Women’s Antique Vocal Ensemble (WAVE), Shira Kammen and Phoebe Rosquist, Directors
“The Three Wise Ones” The Womens Antique Vocal Ensemble (WAVE) will present a concert of medieval and Renaissance music that represents the festive and contemplative music related to the characters we have come to know as the three kings. This trio has been represented in a variety of ways through the centuries, whether as a search for historical detail, an effort to improve diplomatic relations, or just creative imagining. Tunes familiar and evocative will transport you back through the centuries and across the far-flung lands west and east of Bethlehem.

8 PM
St. Mark’s Episcopal Church
2300 Bancroft Way, Berkeley
$20/$15/$5
Tickets online, by phone 800-838-3006, or at the door. No reserved seating.
www.wavewomen.org, wavewomensing@gmail.com


Saturday, December 16

Barefoot Chamber Concerts presents Musica Pacifica
“We’ve Got Your Bach: Celebrating the Past, Present, and Future of Musica Pacifica.” Barefoot is delighted to be able to present the Bay Area’s beloved period instrument ensemble in a milestone concert that marks the changing of the guard: Elizabeth Blumenstock, after nearly thirty years as the Musica Pacifica violinist, passes the baton (bow?) to the equally celebrated Ingrid Matthews, who will take over the position. Both violinists will play, and this concert, joining Judith Linsenberg, recorders; David Morris, cello; and Katherine Heater, harpsichord. This concert marks Ms. Blumenstock’s last appearance with Musica Pacifica for a while for and the first of many for Ms. Matthews. The program features a smorgasbord of music by Bach and his contemporaries, including Telemann, Handel, Pachelbel, Purcell, and others.
There will, of course, be the usual Barefoot snax, and there will also be a champagne reception after he concert. The newly acoustically refurbished hall at the El Cerrito Hillside Swedenborgian church will provide the perfect place for this concert and party. Don’t miss this unique occasion!

6 PM
Hillside Swedenborgian Church
1422 Navellier St., El Cerrito
$25 Youth 18 and under free and welcome
Tickets online
510-220-1195, 510-444-4113, http://barefootchamberconcerts.com/

Philharmonia Baroque Orchestra, Nicholas McGegan, Conductor
George Frideric Handel, Joseph and his Brethren, HWV 59. Philharmonia has performed more of Handel’s oratorios than any period instrument orchestra, and Nicholas McGegan is internationally known for his interpretation of these monumental works.

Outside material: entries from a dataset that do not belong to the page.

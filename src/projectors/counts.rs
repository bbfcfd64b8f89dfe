//! Relational projection counting events per type.
//!
//! Writes go through a [`UnitOfWork`], so under the transactional
//! checkpointer the counts commit together with the checkpoint.

use std::sync::Arc;

use async_trait::async_trait;
use sea_query::{Expr, Iden, OnConflict, Query};

use crate::model::ResolvedEvent;
use crate::processing::{EventHandler, HandlerError, UnitOfWork};

/// Portable table definition for [`EventTypeCounts`].
pub const EVENT_TYPE_COUNTS_DDL: &str = r#"
CREATE TABLE IF NOT EXISTS event_type_counts (
    event_type TEXT PRIMARY KEY,
    seen BIGINT NOT NULL,
    last_position BIGINT NOT NULL
)
"#;

#[derive(Iden, Clone, Copy)]
enum EventTypeCountsTable {
    #[iden = "event_type_counts"]
    Table,
    EventType,
    Seen,
    LastPosition,
}

/// Upserts one counter row per event type.
///
/// Not idempotent under redelivery on its own: a replayed batch counts
/// again unless the counter commits atomically with the checkpoint.
pub struct EventTypeCounts {
    unit_of_work: Arc<UnitOfWork>,
}

impl EventTypeCounts {
    pub fn new(unit_of_work: Arc<UnitOfWork>) -> Self {
        Self { unit_of_work }
    }
}

#[async_trait]
impl EventHandler for EventTypeCounts {
    async fn handle(&self, event: &ResolvedEvent) -> Result<(), HandlerError> {
        use EventTypeCountsTable as T;

        let position = i64::try_from(event.position.0)
            .map_err(|_| HandlerError::new(format!("position {} out of range", event.position)))?;

        let statement = Query::insert()
            .into_table(T::Table)
            .columns([T::EventType, T::Seen, T::LastPosition])
            .values([event.event_type.clone().into(), 1i64.into(), position.into()])
            .map_err(|e| HandlerError::new(e.to_string()))?
            .on_conflict(
                OnConflict::column(T::EventType)
                    .value(T::Seen, Expr::col((T::Table, T::Seen)).add(1))
                    .value(T::LastPosition, position)
                    .to_owned(),
            )
            .to_owned();

        self.unit_of_work.insert(statement);
        Ok(())
    }
}
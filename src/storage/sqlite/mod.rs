//! SQLite implementations of storage interfaces.

mod event_store;
mod lock;

pub use event_store::SqliteEventStore;
pub use lock::SqliteSubscriptionLock;

pub use super::sql::SqliteBackend;

/// SQLite checkpoint store.
pub type SqliteCheckpointStore = super::sql::SqlCheckpointStore<SqliteBackend>;
//! Ready-made projections for hosts and tests.

mod collector;
#[cfg(any(feature = "sqlite", feature = "postgres"))]
mod counts;
mod logging;

pub use collector::CollectorProjection;
#[cfg(any(feature = "sqlite", feature = "postgres"))]
pub use counts::{EventTypeCounts, EVENT_TYPE_COUNTS_DDL};
pub use logging::LoggingProjection;
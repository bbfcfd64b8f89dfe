//! Applies an ordered batch of events to the registered handlers.

use std::sync::Arc;

use tracing::{debug, warn};

use super::registry::HandlerRegistry;
use crate::model::ResolvedEvent;
use crate::outcome::{FailureReason, StoreResult};

/// Applies batches to a [`HandlerRegistry`].
///
/// # Ordering contract
///
/// The processor does not trust the order it is handed. Before any handler
/// runs, positions must be strictly ascending; otherwise the batch is
/// rejected as `FailureReason::ContractViolation` and nothing is applied.
///
/// # Failure
///
/// The first handler error aborts the batch. Handlers that already ran keep
/// whatever they did, which is why they must tolerate redelivery: the batch
/// will be delivered again from its first event.
pub struct BatchProcessor {
    registry: Arc<HandlerRegistry>,
}

impl BatchProcessor {
    pub fn new(registry: Arc<HandlerRegistry>) -> Self {
        Self { registry }
    }

    pub fn registry(&self) -> &HandlerRegistry {
        &self.registry
    }

    pub async fn process(&self, events: &[ResolvedEvent]) -> StoreResult {
        if let Err(reason) = check_ascending(events) {
            warn!(%reason, "Rejecting batch");
            return StoreResult::Failure(reason);
        }

        for event in events {
            let mut handlers = self.registry.dispatch_targets(&event.event_type).peekable();
            if handlers.peek().is_none() {
                debug!(event_type = %event.event_type, position = %event.position, "No handlers, skipping");
                continue;
            }

            for handler in handlers {
                if let Err(e) = handler.handle(event).await {
                    warn!(
                        event_type = %event.event_type,
                        position = %event.position,
                        stream = %event.stream_id,
                        error = %e,
                        "Handler failed, aborting batch"
                    );
                    return StoreResult::Failure(FailureReason::Handler {
                        event_type: event.event_type.clone(),
                        position: event.position,
                        message: e.message,
                    });
                }
            }
        }

        StoreResult::Success
    }
}

fn check_ascending(events: &[ResolvedEvent]) -> Result<(), FailureReason> {
    for pair in events.windows(2) {
        if pair[1].position <= pair[0].position {
            return Err(FailureReason::ContractViolation(format!(
                "position {} follows {}",
                pair[1].position, pair[0].position
            )));
        }
    }
    Ok(())
}
//! Relational checkpoint storage shared by the SQLite and PostgreSQL backends.
//!
//! Each backend is a marker type implementing [`RelationalBackend`]. The
//! operations take a bare connection so the same code runs against a pooled
//! connection or inside an open transaction.

mod backend;
mod checkpoint_store;

use async_trait::async_trait;

pub use checkpoint_store::SqlCheckpointStore;

#[cfg(feature = "postgres")]
pub use backend::PostgresBackend;
#[cfg(feature = "sqlite")]
pub use backend::SqliteBackend;

use super::Result;
use crate::model::{Checkpoint, Position};
use crate::outcome::StoreResult;
use crate::processing::PendingWrite;

/// Connection type of a backend's database.
pub type Connection<B> = <<B as RelationalBackend>::Db as sqlx::Database>::Connection;

/// Trait for relational backends.
///
/// Abstracts over the SQL dialect and connection type. Every operation works
/// on whatever connection it is handed; the caller decides whether that
/// connection is inside a transaction.
#[async_trait]
pub trait RelationalBackend: Send + Sync + 'static {
    type Db: sqlx::Database;

    /// Short name for logs.
    fn name() -> &'static str;

    /// Create the checkpoint tables if missing.
    async fn create_schema(conn: &mut Connection<Self>) -> Result<()>;

    async fn load_checkpoint(conn: &mut Connection<Self>, subscription_id: &str)
        -> Result<Checkpoint>;

    /// Conditional checkpoint write. Zero affected rows means the persisted
    /// position no longer matches `expected_previous`.
    async fn store_checkpoint(
        conn: &mut Connection<Self>,
        subscription_id: &str,
        position: Position,
        expected_previous: Option<Position>,
    ) -> StoreResult;

    async fn reset_checkpoint(conn: &mut Connection<Self>, subscription_id: &str) -> Result<()>;

    /// Run queued projection statements in order.
    async fn execute(conn: &mut Connection<Self>, writes: &[PendingWrite]) -> Result<()>;
}
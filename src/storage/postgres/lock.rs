//! PostgreSQL SubscriptionLock using session-level advisory locks.
//!
//! `pg_try_advisory_lock` belongs to the session that took it, so each held
//! lock pins one pooled connection until released. If the process dies, the
//! server drops the session and with it the lock.

use std::collections::HashMap;

use async_trait::async_trait;
use sqlx::pool::PoolConnection;
use sqlx::{PgPool, Postgres, Row};
use tokio::sync::Mutex;
use tracing::{debug, warn};
use uuid::Uuid;

use crate::storage::{lock_id_for, LockGuard, Result, SubscriptionLock};

/// Advisory-lock based subscription lock.
pub struct PostgresAdvisoryLock {
    pool: PgPool,
    sessions: Mutex<HashMap<String, PoolConnection<Postgres>>>,
}

impl PostgresAdvisoryLock {
    pub fn new(pool: PgPool) -> Self {
        Self {
            pool,
            sessions: Mutex::new(HashMap::new()),
        }
    }

    /// Number of locks currently held through this instance.
    pub async fn held(&self) -> usize {
        self.sessions.lock().await.len()
    }
}

impl Drop for PostgresAdvisoryLock {
    fn drop(&mut self) {
        // Detached connections close with their session, so the server drops
        // the advisory locks instead of the pool recycling them.
        for (owner, conn) in self.sessions.get_mut().drain() {
            warn!(owner = %owner, "Advisory lock dropped while held, closing session");
            drop(conn.detach());
        }
    }
}

#[async_trait]
impl SubscriptionLock for PostgresAdvisoryLock {
    async fn try_acquire(&self, subscription_id: &str) -> Result<Option<LockGuard>> {
        let lock_id = lock_id_for(subscription_id);
        let mut conn = self.pool.acquire().await?;

        let row = sqlx::query("SELECT pg_try_advisory_lock($1) AS acquired")
            .bind(lock_id)
            .fetch_one(&mut *conn)
            .await?;
        let acquired: bool = row.try_get("acquired")?;
        if !acquired {
            debug!(subscription = %subscription_id, lock_id, "Advisory lock held elsewhere");
            return Ok(None);
        }

        let owner = Uuid::new_v4().to_string();
        self.sessions.lock().await.insert(owner.clone(), conn);

        Ok(Some(LockGuard {
            subscription_id: subscription_id.to_string(),
            lock_id,
            owner,
        }))
    }

    async fn release(&self, guard: LockGuard) -> Result<()> {
        let Some(mut conn) = self.sessions.lock().await.remove(&guard.owner) else {
            return Ok(());
        };

        let unlocked = sqlx::query("SELECT pg_advisory_unlock($1)")
            .bind(guard.lock_id)
            .execute(&mut *conn)
            .await;

        if let Err(e) = unlocked {
            // Never hand a session that may still hold the lock back to the pool.
            warn!(subscription = %guard.subscription_id, error = %e, "Advisory unlock failed, closing session");
            let _ = conn.close().await;
            return Err(e.into());
        }
        Ok(())
    }
}
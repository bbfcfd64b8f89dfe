//! Logging projection for debugging and smoke runs.

use async_trait::async_trait;
use tracing::info;

use crate::model::ResolvedEvent;
use crate::processing::{EventHandler, HandlerError};

/// Projection that logs every event it receives and never fails.
pub struct LoggingProjection {
    name: String,
}

impl LoggingProjection {
    pub fn new(name: impl Into<String>) -> Self {
        Self { name: name.into() }
    }

    pub fn name(&self) -> &str {
        &self.name
    }
}

#[async_trait]
impl EventHandler for LoggingProjection {
    async fn handle(&self, event: &ResolvedEvent) -> Result<(), HandlerError> {
        info!(
            projection = %self.name,
            stream = %event.stream_id,
            position = %event.position,
            revision = event.revision,
            event_type = %event.event_type,
            bytes = event.data.len(),
            "Event received"
        );
        Ok(())
    }
}
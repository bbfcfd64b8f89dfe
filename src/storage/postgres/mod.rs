//! PostgreSQL implementations of storage interfaces.
//!
//! Only the checkpoint side lives here; the engine reads events from
//! whichever [`EventStore`](crate::storage::EventStore) the host provides.

mod lock;

pub use lock::PostgresAdvisoryLock;

pub use super::sql::PostgresBackend;

/// PostgreSQL checkpoint store.
pub type PostgresCheckpointStore = super::sql::SqlCheckpointStore<PostgresBackend>;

Joseph and his Brethren is new to Philharmonia’s repertoire and tells the Biblical story of Joseph and his reconciliation with his family in Egypt. It gives Handel the opportunity to depict the grandeur of Pharaoh’s court and the faith of Joseph’s estranged brothers in a plot of intrigue and mistaken identity. Don’t miss this rare opportunity to hear this dramatic work, rarely performed since Handel’s lifetime, in a definitive performance, with soloists Sherezade Panthaki, soprano; Gabrielle Haigh, soprano; Diana Moore, mezzo-soprano; Abigail Levis, mezzo-soprano; Nicholas Phan, tenor; Philip Cutlip, baritone; and the Philharmonia Chorale, Bruce Lamott, director.

7 PM
First Congregational Church
2345 Channing Way, Berkeley (main entrance, Dana & Durant)
$28–$120
Tickets online or 415-392-4400

Sonoma Bach Choir, Robert Worth, Director
“Early Music Christmas: Windows to the Soul” For this 6th annual Early Music Christmas, Sonoma Bach takes a slightly different tack, extending their exploration of the story back nine months to the moment when Mary receives the strange angelic tidings, and forward to the day known as Candlemas, when the infant Jesus is brought into the temple and is immediately recognized by the aged Simeon. A special focus of the concert is on ‘ways of knowing.’ How do we learn of great things? How do we take them into our minds and hearts? Repertoire includes motets, mass movements, and a Magnificat by Italians and others working in Italy, including Monteverdi and Palestrina. With Charles Rus, organ; Stephen Escher, cornetto; and Circa 1600.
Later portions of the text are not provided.